Service-Levels mit Augenmaß
Insider fordern dennoch die Unternehmen auf, die Flusssensibilität aller Geschäftsprozesse im eigenen Kosteninteresse genau zu hinterfragen. Denn eine Realtime-Servicebereitstellung und die dazu passenden Sitzungs-SLAs und Messmethoden hätten ihren Preis. Für viele ihrer vor allem datenbasierenden Anwendungen werden die Unternehmen bis auf weiteres ohne solche Services und SLAs auskommen, so ihre Einschätzungen. Das gilt für den Fall des IT-Eigenbetriebs ebenso wie für den Fall des externen IT-Bezugs inklusive der Applikationen.
Für Provider wie T-Systems bedeutet das, sich für beide Anforderungsprofile, für performancekritische Daten wie Sprache oder Video und weniger kritische Geschäftsprozesse, angemessen aufzustellen. Ulrich Kemp, bei T-Systems verantwortlich für das Geschäft mit Groß- und Mittelstandskunden, sieht deshalb den Provider doppelt gefordert: neben den klassischen Services und SLAs vorerst auf Projektbasis Ende-zu-Ende-Services, SLAs für komplette Sitzungen und passende Abrechnungsverfahren für die Kunden einzuräumen. »Als Real-ICT-Anbieter verfügt T-Systems über Know-how in allen erforderlichen Bereichen der TK- und IT-Welt, um solche Anforderungen umsetzen zu können«, hebt er heraus. Die Flussqualitäten könnten bei Bedarf bis an die Endgeräte der Kundenmitarbeiter verbindlich eingehalten werden.
Um diesen Service hochverfügbar Ende zu Ende bereit stellen zu können, überwacht und analysiert der Provider ausgehend vom Benutzerzugangspunkt das typische Verhalten der User einschließlich der Auswirkungen auf komplette Sitzungsverläufe sowie das Verhalten in der User-/User-Beziehung über das Netzwerk. Davon, wiederum, werden die erforderlichen SLAs für alle Systeme und Verbindungen entlang der Transaktionskette abgeleitet.
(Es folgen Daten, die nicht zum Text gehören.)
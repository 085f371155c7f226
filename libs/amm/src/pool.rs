//! Pool facade
//!
//! [`Pool`] is the surface the frontend talks to: `getRatio`,
//! `swapEthToToken`, `swapTokenToEth`, `addLiquidity` and
//! `removeLiquidity`. It owns the reserve ledger and the liquidity book and
//! borrows the external asset ledgers through the custody guard. Every
//! state-changing method takes `&mut self`, so commits are serialized by
//! ownership.

use crate::asset::{Asset, SwapDirection};
use crate::custody::CustodyGuard;
use crate::error::{AmmError, Result};
use crate::events::PoolEvent;
use crate::fee::FeeRate;
use crate::ledger::AssetLedger;
use crate::liquidity::{DepositQuote, LiquidityBook};
use crate::pool_traits::AmmPool;
use crate::pricing::PricingEngine;
use crate::reserves::{ReserveLedger, Reserves};
use crate::state::{PoolState, Stateful};
use serde::{Deserialize, Serialize};
use std::sync::Arc;
use swap_types::{Address, Ratio};
use tracing::{debug, error, info};

/// Fixed parameters of a pool instance
#[derive(Debug, Clone, Copy, PartialEq, Eq)]
pub struct PoolSettings {
    /// Account that holds the pool's funds and receives allowances
    pub account: Address,
    pub fee: FeeRate,
    /// Largest decrease of `k` a swap commit may cause
    pub rounding_tolerance: u128,
}

impl PoolSettings {
    pub fn new(account: Address) -> Self {
        Self {
            account,
            fee: FeeRate::DEFAULT,
            rounding_tolerance: 0,
        }
    }
}

/// Consistent read-only copy of pool state
#[derive(Debug, Clone, Copy, PartialEq, Eq, Serialize, Deserialize)]
pub struct PoolView {
    pub reserves: Reserves,
    pub total_shares: u128,
    pub fee: FeeRate,
    pub sequence: u64,
}

impl PoolView {
    /// Integer `getRatio`, `None` on an empty pool
    pub fn ratio_floor(&self) -> Option<u128> {
        self.spot_ratio().ok().map(Ratio::floor)
    }
}

impl AmmPool for PoolView {
    fn reserves(&self) -> Reserves {
        self.reserves
    }

    fn fee(&self) -> FeeRate {
        self.fee
    }
}

#[derive(Debug, Clone, PartialEq, Eq)]
pub struct SwapReceipt {
    pub input: u128,
    pub output: u128,
    pub reserves: Reserves,
    pub event: PoolEvent,
}

#[derive(Debug, Clone, PartialEq, Eq)]
pub struct DepositReceipt {
    /// Accepted ETH, at most the attached value
    pub base: u128,
    /// Accepted tokens, at most the requested amount
    pub quote: u128,
    pub shares: u128,
    pub reserves: Reserves,
    pub event: PoolEvent,
}

#[derive(Debug, Clone, PartialEq, Eq)]
pub struct WithdrawalReceipt {
    pub base: u128,
    pub quote: u128,
    pub shares: u128,
    pub reserves: Reserves,
    pub event: PoolEvent,
}

pub struct Pool {
    settings: PoolSettings,
    pricing: PricingEngine,
    reserves: ReserveLedger,
    liquidity: LiquidityBook,
    custody: CustodyGuard,
    sequence: u64,
}

impl Pool {
    /// Empty pool over the ETH ledger (`base_ledger`) and token ledger (`quote_ledger`)
    pub fn new(
        settings: PoolSettings,
        base_ledger: Arc<dyn AssetLedger>,
        quote_ledger: Arc<dyn AssetLedger>,
    ) -> Self {
        info!(
            account = ?settings.account,
            fee = %settings.fee,
            base = base_ledger.symbol(),
            quote = quote_ledger.symbol(),
            "pool created"
        );
        Self {
            pricing: PricingEngine::new(settings.fee),
            reserves: ReserveLedger::new(settings.rounding_tolerance),
            liquidity: LiquidityBook::new(),
            custody: CustodyGuard::new(settings.account, base_ledger, quote_ledger),
            settings,
            sequence: 0,
        }
    }

    pub fn settings(&self) -> &PoolSettings {
        &self.settings
    }

    pub fn account(&self) -> Address {
        self.settings.account
    }

    pub fn sequence(&self) -> u64 {
        self.sequence
    }

    /// Tokens per ETH (`getRatio`)
    pub fn get_ratio(&self) -> Result<Ratio> {
        self.pricing.quote(&self.reserves)
    }

    pub fn current_reserves(&self) -> (u128, u128) {
        self.reserves.current_reserves()
    }

    pub fn total_shares(&self) -> u128 {
        self.liquidity.total_shares()
    }

    pub fn shares_of(&self, owner: &Address) -> u128 {
        self.liquidity.shares_of(owner)
    }

    /// Shared handle to the external ledger of `asset`
    pub fn asset_ledger(&self, asset: Asset) -> Arc<dyn AssetLedger> {
        Arc::clone(self.custody.ledger(asset))
    }

    /// Token balance of `owner` (`balanceOf`)
    pub fn balance_of(&self, owner: &Address) -> u128 {
        self.custody.ledger(Asset::Quote).balance_of(owner)
    }

    /// ETH balance of `owner`
    pub fn native_balance_of(&self, owner: &Address) -> u128 {
        self.custody.ledger(Asset::Base).balance_of(owner)
    }

    /// Token allowance `owner` granted to `spender`
    pub fn allowance(&self, owner: &Address, spender: &Address) -> u128 {
        self.custody.ledger(Asset::Quote).allowance(owner, spender)
    }

    /// Token `approve`; pass [`Pool::account`] as spender before selling tokens
    pub fn approve(&self, owner: &Address, spender: &Address, amount: u128) {
        debug!(?owner, ?spender, amount, "token approval");
        self.custody.ledger(Asset::Quote).approve(owner, spender, amount);
    }

    pub fn view(&self) -> PoolView {
        PoolView {
            reserves: self.reserves.reserves(),
            total_shares: self.liquidity.total_shares(),
            fee: self.pricing.fee(),
            sequence: self.sequence,
        }
    }

    /// Sell `value` ETH attached to the call for tokens
    pub fn swap_eth_to_token(
        &mut self,
        caller: &Address,
        value: u128,
        min_out: u128,
    ) -> Result<SwapReceipt> {
        self.execute_swap(caller, SwapDirection::BaseToQuote, value, min_out)
    }

    /// Sell `amount` tokens, pulled on the caller's allowance, for ETH
    pub fn swap_token_to_eth(
        &mut self,
        caller: &Address,
        amount: u128,
        min_out: u128,
    ) -> Result<SwapReceipt> {
        self.execute_swap(caller, SwapDirection::QuoteToBase, amount, min_out)
    }

    pub fn execute_swap(
        &mut self,
        caller: &Address,
        direction: SwapDirection,
        input: u128,
        min_output: u128,
    ) -> Result<SwapReceipt> {
        let outcome = self
            .pricing
            .execute_swap(
                &mut self.reserves,
                &self.custody,
                caller,
                direction,
                input,
                min_output,
            )
            .map_err(|err| rejected("swap", err))?;

        self.sequence += 1;
        info!(
            sequence = self.sequence,
            trader = ?caller,
            ?direction,
            input,
            output = outcome.output,
            base = outcome.reserves.base,
            quote = outcome.reserves.quote,
            "swap committed"
        );
        Ok(SwapReceipt {
            input,
            output: outcome.output,
            reserves: outcome.reserves,
            event: PoolEvent::Swap {
                trader: *caller,
                direction,
                input,
                output: outcome.output,
                reserves: outcome.reserves,
            },
        })
    }

    /// What a deposit of `eth_value` and `token_amount` would accept and earn
    pub fn quote_deposit(&self, token_amount: u128, eth_value: u128) -> Result<DepositQuote> {
        self.liquidity
            .compute_deposit(&self.reserves.reserves(), eth_value, token_amount)
    }

    /// Deposit at the pool ratio; only the accepted amounts move
    pub fn add_liquidity(
        &mut self,
        caller: &Address,
        token_amount: u128,
        eth_value: u128,
    ) -> Result<DepositReceipt> {
        let deposit = self
            .quote_deposit(token_amount, eth_value)
            .map_err(|err| rejected("deposit", err))?;
        let reserves = self
            .liquidity
            .apply_deposit(&mut self.reserves, &self.custody, caller, deposit)
            .map_err(|err| rejected("deposit", err))?;

        self.sequence += 1;
        info!(
            sequence = self.sequence,
            owner = ?caller,
            base = deposit.base,
            quote = deposit.quote,
            shares = deposit.shares,
            total_shares = self.liquidity.total_shares(),
            "liquidity added"
        );
        Ok(DepositReceipt {
            base: deposit.base,
            quote: deposit.quote,
            shares: deposit.shares,
            reserves,
            event: PoolEvent::Mint {
                owner: *caller,
                base: deposit.base,
                quote: deposit.quote,
                shares: deposit.shares,
                reserves,
            },
        })
    }

    /// Burn `shares` for the pro-rata part of both reserves
    pub fn remove_liquidity(&mut self, caller: &Address, shares: u128) -> Result<WithdrawalReceipt> {
        let withdrawal = self
            .liquidity
            .compute_withdrawal(&self.reserves.reserves(), caller, shares)
            .map_err(|err| rejected("withdrawal", err))?;
        let reserves = self
            .liquidity
            .apply_withdrawal(&mut self.reserves, &self.custody, caller, withdrawal)
            .map_err(|err| rejected("withdrawal", err))?;

        self.sequence += 1;
        info!(
            sequence = self.sequence,
            owner = ?caller,
            base = withdrawal.base,
            quote = withdrawal.quote,
            shares,
            total_shares = self.liquidity.total_shares(),
            "liquidity removed"
        );
        Ok(WithdrawalReceipt {
            base: withdrawal.base,
            quote: withdrawal.quote,
            shares,
            reserves,
            event: PoolEvent::Burn {
                owner: *caller,
                base: withdrawal.base,
                quote: withdrawal.quote,
                shares,
                reserves,
            },
        })
    }

    pub fn state(&self) -> PoolState {
        let reserves = self.reserves.reserves();
        PoolState {
            sequence: self.sequence,
            reserve_base: reserves.base,
            reserve_quote: reserves.quote,
            total_shares: self.liquidity.total_shares(),
            positions: self.liquidity.positions().clone(),
        }
    }

    /// Install a validated snapshot; the current state is kept on error
    /// Reserves must be covered by what the pool account holds on each ledger
    fn check_backing(&self, reserves: Reserves) -> Result<()> {
        let account = self.custody.pool_account();
        for (asset, reserve) in [(Asset::Base, reserves.base), (Asset::Quote, reserves.quote)] {
            let held = self.custody.ledger(asset).balance_of(&account);
            if held < reserve {
                return Err(AmmError::invariant(format!(
                    "{} reserve {} exceeds pool account balance {}",
                    asset, reserve, held
                )));
            }
        }
        Ok(())
    }

    /// Replace reserves and positions with a validated snapshot
    pub fn restore_state(&mut self, state: PoolState) -> Result<()> {
        let sequence = state.sequence;
        let (reserves, liquidity) = state
            .into_parts(self.settings.rounding_tolerance)
            .map_err(|err| rejected("restore", err))?;
        self.check_backing(reserves.reserves())
            .map_err(|err| rejected("restore", err))?;
        self.reserves = reserves;
        self.liquidity = liquidity;
        self.sequence = sequence;
        info!(
            sequence,
            base = self.reserves.reserves().base,
            quote = self.reserves.reserves().quote,
            total_shares = self.liquidity.total_shares(),
            "pool state restored"
        );
        Ok(())
    }
}

impl AmmPool for Pool {
    fn reserves(&self) -> Reserves {
        self.reserves.reserves()
    }

    fn fee(&self) -> FeeRate {
        self.pricing.fee()
    }
}

impl Stateful for Pool {
    type Error = AmmError;

    fn snapshot(&self) -> Result<Vec<u8>> {
        self.state().encode()
    }

    fn restore(&mut self, snapshot: &[u8]) -> Result<()> {
        let state = PoolState::decode(snapshot)?;
        self.restore_state(state)
    }
}

fn rejected(operation: &'static str, err: AmmError) -> AmmError {
    if err.is_fatal() {
        error!(operation, error = %err, "invariant violation");
    } else {
        debug!(operation, error = %err, "operation rejected");
    }
    err
}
Abrechnungsorganisatorisch und -technisch sieht Kemp keinerlei Probleme, solchen höherwertigen Services und SLAs zu folgen. »T-Systems hat in der Praxis bereits reichlich Erfahrung mit solchen hoch dynamischen Services einschließlich ihrer Messung und Abrechnung gesammelt.« Auch Ende-zu-Ende-SLAs zur IT-Sicherheit und für Compliance realisiere der Provider für seine Geschäftskunden auf Projektbasis. Kemp: »Die Unternehmen können also mit ihrer Geschäftsprozessoptimierung und fortschreitenden Konvergenz mit uns solche Ende-zu-Ende-Dienste umsetzen«, wirbt er.